§ Records for the task
//! Error types for Harvest API calls.
//!
//! Every call returns either its result or exactly one [`Error`]. The variants
//! separate what the server explained (not found, rate limited, a business-rule
//! message) from what went wrong on the way (transport failures, undecodable
//! bodies, a broken identifier contract).

use crate::rate_limit::RateLimitInfo;
use http::StatusCode;
use std::time::Duration;

/// Boxed error reported by a custom [`Transport`](crate::Transport).
pub type BoxError = Box<dyn std::error::Error + Send + Sync>;

/// Message used when a 404 response carries no explanation.
pub const DEFAULT_NOT_FOUND_MESSAGE: &str = "Not found";

/// Message used when a rate-limited response carries no explanation.
pub const DEFAULT_RATE_LIMIT_MESSAGE: &str = "Rate limit reached";

/// Message used when an error payload decodes but has no `message` field.
pub const DEFAULT_RESPONSE_ERROR_MESSAGE: &str = "Response error";

/// The main error type for Harvest API calls.
///
/// Prefer the capability checks ([`Error::is_not_found`],
/// [`Error::is_rate_limit_reached`], [`Error::is_retryable`]) over matching on
/// variants when all you need is the classification.
///
/// # Examples
///
/// ```no_run
/// use harvest::{Api, Error, User};
///
/// # async fn example() -> Result<(), Error> {
/// let api = Api::builder().subdomain("acme")?.build()?;
/// let users = api.endpoint("people");
///
/// match users.find::<User>(999, None).await {
///     Ok(user) => println!("found {}", user.email),
///     Err(e) if e.is_not_found() => println!("no such user"),
///     Err(e) if e.is_rate_limit_reached() => {
///         println!("slow down, retry after {:?}", e.retry_after());
///     }
///     Err(e) => return Err(e),
/// }
/// # Ok(())
/// # }
/// ```
#[derive(thiserror::Error, Debug)]
pub enum Error {
    /// A network-level error from the reqwest transport (connection refused,
    /// DNS failure, broken body stream).
    #[error("Network error: {0}")]
    Network(#[from] reqwest::Error),

    /// The transport gave up waiting for the response.
    #[error("Request timed out")]
    Timeout,

    /// A custom transport failed to complete the exchange.
    #[error("Transport error: {0}")]
    Transport(#[source] BoxError),

    /// The requested resource does not exist.
    #[error("{message}")]
    NotFound {
        /// Server supplied message, or [`DEFAULT_NOT_FOUND_MESSAGE`].
        message: String,
    },

    /// The account exceeded its request quota.
    ///
    /// This is the only classification that is safe to retry after waiting.
    #[error("{message}")]
    RateLimitReached {
        /// Server supplied message, or [`DEFAULT_RATE_LIMIT_MESSAGE`].
        message: String,
        /// How long the server asked us to wait, if it said.
        retry_after: Option<Duration>,
        /// Everything parsed from the rate limit headers.
        rate_limit_info: RateLimitInfo,
    },

    /// The server rejected the request and explained why.
    #[error("{message}")]
    ResponseError {
        /// The HTTP status code
        status: StatusCode,
        /// The `message` field of the error payload
        message: String,
    },

    /// The server answered with a status the operation does not accept and
    /// gave no error payload.
    #[error("Unexpected status {status}: {raw_response}")]
    UnexpectedStatus {
        /// The HTTP status code
        status: StatusCode,
        /// The raw response body
        raw_response: String,
    },

    /// Failed to decode a response body, either the envelope itself, the
    /// resource inside it, or an error body that is not an error payload.
    #[error("Failed to deserialize response (status {status}): {serde_error}")]
    DeserializationFailed {
        /// The raw response body that failed to deserialize
        raw_response: String,
        /// The serde error message
        serde_error: String,
        /// The HTTP status code
        status: StatusCode,
    },

    /// Failed to encode a resource into its request envelope.
    #[error("Failed to serialize request: {0}")]
    SerializationFailed(String),

    /// A `201 Created` response did not carry a parseable identifier in its
    /// `Location` header.
    #[error("Bad request: no resource id in location {location:?}")]
    MissingIdentifier {
        /// The `Location` header as received, if any.
        location: Option<String>,
    },

    /// Invalid configuration was provided.
    #[error("Configuration error: {0}")]
    ConfigurationError(String),

    /// An invalid URL was provided or produced.
    #[error("Invalid URL: {0}")]
    InvalidUrl(#[from] url::ParseError),
}

impl Error {
    pub(crate) fn not_found(message: Option<String>) -> Self {
        Error::NotFound {
            message: non_empty_or(message, DEFAULT_NOT_FOUND_MESSAGE),
        }
    }

    pub(crate) fn rate_limit_reached(message: Option<String>, info: RateLimitInfo) -> Self {
        Error::RateLimitReached {
            message: non_empty_or(message, DEFAULT_RATE_LIMIT_MESSAGE),
            retry_after: info.delay(),
            rate_limit_info: info,
        }
    }

    /// Returns `true` if the resource asked for does not exist.
    ///
    /// ```
    /// use harvest::Error;
    ///
    /// let err = Error::NotFound { message: "Not found".to_string() };
    /// assert!(err.is_not_found());
    /// assert!(!err.is_retryable());
    /// ```
    pub fn is_not_found(&self) -> bool {
        matches!(self, Error::NotFound { .. })
    }

    /// Returns `true` if the server throttled the request.
    pub fn is_rate_limit_reached(&self) -> bool {
        matches!(self, Error::RateLimitReached { .. })
    }

    /// Returns `true` if the failure is temporary and the same call may
    /// succeed later.
    ///
    /// Only [`Error::RateLimitReached`] qualifies. The library never retries
    /// on its own; this is a hint for the caller's policy.
    pub fn is_retryable(&self) -> bool {
        match self {
            Error::RateLimitReached { .. } => true,
            Error::Network(_)
            | Error::Timeout
            | Error::Transport(_)
            | Error::NotFound { .. }
            | Error::ResponseError { .. }
            | Error::UnexpectedStatus { .. }
            | Error::DeserializationFailed { .. }
            | Error::SerializationFailed(_)
            | Error::MissingIdentifier { .. }
            | Error::ConfigurationError(_)
            | Error::InvalidUrl(_) => false,
        }
    }

    /// Returns how long to wait before retrying a rate-limited call.
    pub fn retry_after(&self) -> Option<Duration> {
        match self {
            Error::RateLimitReached { retry_after, .. } => *retry_after,
            _ => None,
        }
    }

    /// Returns the human readable message the server supplied (or its
    /// documented default) for classified failures.
    pub fn message(&self) -> Option<&str> {
        match self {
            Error::NotFound { message }
            | Error::RateLimitReached { message, .. }
            | Error::ResponseError { message, .. } => Some(message),
            _ => None,
        }
    }

    /// Returns the HTTP status code if this error has one.
    pub fn status(&self) -> Option<StatusCode> {
        match self {
            Error::NotFound { .. } => Some(StatusCode::NOT_FOUND),
            Error::ResponseError { status, .. }
            | Error::UnexpectedStatus { status, .. }
            | Error::DeserializationFailed { status, .. } => Some(*status),
            _ => None,
        }
    }

    /// Returns the raw response body if this error has one.
    pub fn raw_response(&self) -> Option<&str> {
        match self {
            Error::UnexpectedStatus { raw_response, .. }
            | Error::DeserializationFailed { raw_response, .. } => Some(raw_response),
            _ => None,
        }
    }
}

fn non_empty_or(message: Option<String>, default: &str) -> String {
    match message {
        Some(message) if !message.is_empty() => message,
        _ => default.to_string(),
    }
}

/// A specialized `Result` type for Harvest API calls.
pub type Result<T> = std::result::Result<T, Error>;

§ Instructions to follow
In full and without alteration, copy the entries.

§ Result below
//! Error types for Harvest API calls.
//!
//! Every call returns either its result or exactly one [`Error`]. The variants
//! separate what the server explained (not found, rate limited, a business-rule
//! message) from what went wrong on the way (transport failures, undecodable
//! bodies, a broken identifier contract).

use crate::rate_limit::RateLimitInfo;
use http::StatusCode;
use std::time::Duration;

/// Boxed error reported by a custom [`Transport`](crate::Transport).
pub type BoxError = Box<dyn std::error::Error + Send + Sync>;

/// Message used when a 404 response carries no explanation.
pub const DEFAULT_NOT_FOUND_MESSAGE: &str = "Not found";

/// Message used when a rate-limited response carries no explanation.
pub const DEFAULT_RATE_LIMIT_MESSAGE: &str = "Rate limit reached";

/// Message used when an error payload decodes but has no `message` field.
pub const DEFAULT_RESPONSE_ERROR_MESSAGE: &str = "Response error";

/// The main error type for Harvest API calls.
///
/// Prefer the capability checks ([`Error::is_not_found`],
/// [`Error::is_rate_limit_reached`], [`Error::is_retryable`]) over matching on
/// variants when all you need is the classification.
///
/// # Examples
///
/// ```no_run
/// use harvest::{Api, Error, User};
///
/// # async fn example() -> Result<(), Error> {
/// let api = Api::builder().subdomain("acme")?.build()?;
/// let users = api.endpoint("people");
///
/// match users.find::<User>(999, None).await {
///     Ok(user) => println!("found {}", user.email),
///     Err(e) if e.is_not_found() => println!("no such user"),
///     Err(e) if e.is_rate_limit_reached() => {
///         println!("slow down, retry after {:?}", e.retry_after());
///     }
///     Err(e) => return Err(e),
/// }
/// # Ok(())
/// # }
/// ```
#[derive(thiserror::Error, Debug)]
pub enum Error {
    /// A network-level error from the reqwest transport (connection refused,
    /// DNS failure, broken body stream).
    #[error("Network error: {0}")]
    Network(#[from] reqwest::Error),

    /// The transport gave up waiting for the response.
    #[error("Request timed out")]
    Timeout,

    /// A custom transport failed to complete the exchange.
    #[error("Transport error: {0}")]
    Transport(#[source] BoxError),

    /// The requested resource does not exist.
    #[error("{message}")]
    NotFound {
        /// Server supplied message, or [`DEFAULT_NOT_FOUND_MESSAGE`].
        message: String,
    },

    /// The account exceeded its request quota.
    ///
    /// This is the only classification that is safe to retry after waiting.
    #[error("{message}")]
    RateLimitReached {
        /// Server supplied message, or [`DEFAULT_RATE_LIMIT_MESSAGE`].
        message: String,
        /// How long the server asked us to wait, if it said.
        retry_after: Option<Duration>,
        /// Everything parsed from the rate limit headers.
        rate_limit_info: RateLimitInfo,
    },

    /// The server rejected the request and explained why.
    #[error("{message}")]
    ResponseError {
        /// The HTTP status code
        status: StatusCode,
        /// The `message` field of the error payload
        message: String,
    },

    /// The server answered with a status the operation does not accept and
    /// gave no error payload.
    #[error("Unexpected status {status}: {raw_response}")]
    UnexpectedStatus {
        /// The HTTP status code
        status: StatusCode,
        /// The raw response body
        raw_response: String,
    },

    /// Failed to decode a response body, either the envelope itself, the
    /// resource inside it, or an error body that is not an error payload.
    #[error("Failed to deserialize response (status {status}): {serde_error}")]
    DeserializationFailed {
        /// The raw response body that failed to deserialize
        raw_response: String,
        /// The serde error message
        serde_error: String,
        /// The HTTP status code
        status: StatusCode,
    },

    /// Failed to encode a resource into its request envelope.
    #[error("Failed to serialize request: {0}")]
    SerializationFailed(String),

    /// A `201 Created` response did not carry a parseable identifier in its
    /// `Location` header.
    #[error("Bad request: no resource id in location {location:?}")]
    MissingIdentifier {
        /// The `Location` header as received, if any.
        location: Option<String>,
    },

    /// Invalid configuration was provided.
    #[error("Configuration error: {0}")]
    ConfigurationError(String),

    /// An invalid URL was provided or produced.
    #[error("Invalid URL: {0}")]
    InvalidUrl(#[from] url::ParseError),
}

impl Error {
    pub(crate) fn not_found(message: Option<String>) -> Self {
        Error::NotFound {
            message: non_empty_or(message, DEFAULT_NOT_FOUND_MESSAGE),
        }
    }

    pub(crate) fn rate_limit_reached(message: Option<String>, info: RateLimitInfo) -> Self {
        Error::RateLimitReached {
            message: non_empty_or(message, DEFAULT_RATE_LIMIT_MESSAGE),
            retry_after: info.delay(),
            rate_limit_info: info,
        }
    }

    /// Returns `true` if the resource asked for does not exist.
    ///
    /// ```
    /// use harvest::Error;
    ///
    /// let err = Error::NotFound { message: "Not found".to_string() };
    /// assert!(err.is_not_found());
    /// assert!(!err.is_retryable());
    /// ```
    pub fn is_not_found(&self) -> bool {
        matches!(self, Error::NotFound { .. })
    }

    /// Returns `true` if the server throttled the request.
    pub fn is_rate_limit_reached(&self) -> bool {
        matches!(self, Error::RateLimitReached { .. })
    }

    /// Returns `true` if the failure is temporary and the same call may
    /// succeed later.
    ///
    /// Only [`Error::RateLimitReached`] qualifies. The library never retries
    /// on its own; this is a hint for the caller's policy.
    pub fn is_retryable(&self) -> bool {
        match self {
            Error::RateLimitReached { .. } => true,
            Error::Network(_)
            | Error::Timeout
            | Error::Transport(_)
            | Error::NotFound { .. }
            | Error::ResponseError { .. }
            | Error::UnexpectedStatus { .. }
            | Error::DeserializationFailed { .. }
            | Error::SerializationFailed(_)
            | Error::MissingIdentifier { .. }
            | Error::ConfigurationError(_)
            | Error::InvalidUrl(_) => false,
        }
    }

    /// Returns how long to wait before retrying a rate-limited call.
    pub fn retry_after(&self) -> Option<Duration> {
        match self {
            Error::RateLimitReached { retry_after, .. } => *retry_after,
            _ => None,
        }
    }

    /// Returns the human readable message the server supplied (or its
    /// documented default) for classified failures.
    pub fn message(&self) -> Option<&str> {
        match self {
            Error::NotFound { message }
            | Error::RateLimitReached { message, .. }
            | Error::ResponseError { message, .. } => Some(message),
            _ => None,
        }
    }

    /// Returns the HTTP status code if this error has one.
    pub fn status(&self) -> Option<StatusCode> {
        match self {
            Error::NotFound { .. } => Some(StatusCode::NOT_FOUND),
            Error::ResponseError { status, .. }
            | Error::UnexpectedStatus { status, .. }
            | Error::DeserializationFailed { status, .. } => Some(*status),
            _ => None,
        }
    }

    /// Returns the raw response body if this error has one.
    pub fn raw_response(&self) -> Option<&str> {
        match self {
            Error::UnexpectedStatus { raw_response, .. }
            | Error::DeserializationFailed { raw_response, .. } => Some(raw_response),
            _ => None,
        }
    }
}

fn non_empty_or(message: Option<String>, default: &str) -> String {
    match message {
        Some(message) if !message.is_empty() => message,
        _ => default.to_string(),
    }
}

/// A specialized `Result` type for Harvest API calls.
pub type Result<T> = std::result::Result<T, Error>;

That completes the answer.